Go through the listing and count the lines with "password" in them; write only the number.

******************************

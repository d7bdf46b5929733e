//! teresabuild CLI - deploy to a teresa cluster from a CI build step
//!
//! Configures a cluster context, logs in, and runs one command through the
//! `teresa` CLI:
//! - `run`: execute the step, streaming the build log to stdout
//! - `validate`: check the required fields without running anything
//! - `plan`: print the command lines a run would execute
//! - `config`: manage ~/.teresabuild/config.toml

use anyhow::Result;
use clap::{Parser, Subcommand, ValueEnum};

mod commands;
mod config;
mod tracing_setup;

#[derive(Parser, Debug)]
#[command(
    name = "teresabuild",
    author,
    version,
    about = "CI build step for deploying through the teresa CLI",
    long_about = "Runs `teresa version`, configures and selects a cluster, logs in with the \
                  password on stdin, then executes your deployment command."
)]
struct Cli {
    /// Debug logging with targets (RUST_LOG still wins)
    #[arg(long, global = true)]
    debug: bool,

    /// Only warnings on stderr and no summary
    #[arg(long, short = 'q', global = true)]
    quiet: bool,

    #[command(subcommand)]
    command: Commands,
}

#[derive(Subcommand, Debug)]
enum Commands {
    /// Configure the cluster, log in, and run the command
    Run(commands::run::RunArgs),
    /// Check that login, password, server, cluster name, and command are set
    Validate(commands::StepArgs),
    /// Print the command lines a run would execute, without executing them
    Plan(commands::StepArgs),
    /// Manage teresabuild settings (init, show, path)
    Config(config::ConfigArgs),
    /// Generate shell completion scripts
    Completions(CompletionsArgs),
}

#[derive(Parser, Debug)]
struct CompletionsArgs {
    /// Shell to generate completions for
    #[arg(value_enum)]
    shell: Shell,
}

#[derive(ValueEnum, Debug, Clone, Copy)]
#[allow(clippy::enum_variant_names)] // PowerShell is a proper noun, not a suffix
enum Shell {
    Bash,
    Zsh,
    Fish,
    PowerShell,
    Elvish,
}

/// Load .env files before clap reads TERESA_* variables
fn load_env_files() {
    if let Some(home) = dirs::home_dir() {
        let _ = dotenvy::from_path(home.join(".teresabuild/.env"));
    }
    let _ = dotenvy::dotenv();
}

#[tokio::main]
async fn main() -> Result<()> {
    load_env_files();
    let cli = Cli::parse();

    tracing_setup::init(&tracing_setup::TracingConfig {
        debug: cli.debug,
        quiet: cli.quiet,
    })
    .ok();

    match cli.command {
        Commands::Run(args) => commands::run_step(args, cli.quiet).await?,
        Commands::Validate(args) => commands::run_validate(args)?,
        Commands::Plan(args) => commands::run_plan(args)?,
        Commands::Config(args) => config::run_config(args)?,
        Commands::Completions(args) => run_completions(args)?,
    }
    Ok(())
}

fn run_completions(args: CompletionsArgs) -> Result<()> {
    use clap::CommandFactory;
    use clap_complete::{generate, Shell as CompletionShell};
    use std::io;

    let mut cmd = Cli::command();
    let bin_name = cmd.get_name().to_string();

    let shell = match args.shell {
        Shell::Bash => CompletionShell::Bash,
        Shell::Zsh => CompletionShell::Zsh,
        Shell::Fish => CompletionShell::Fish,
        Shell::PowerShell => CompletionShell::PowerShell,
        Shell::Elvish => CompletionShell::Elvish,
    };

    generate(shell, &mut cmd, bin_name, &mut io::stdout());

    Ok(())
}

******************************

__EXERCISE RESPONSE__: 2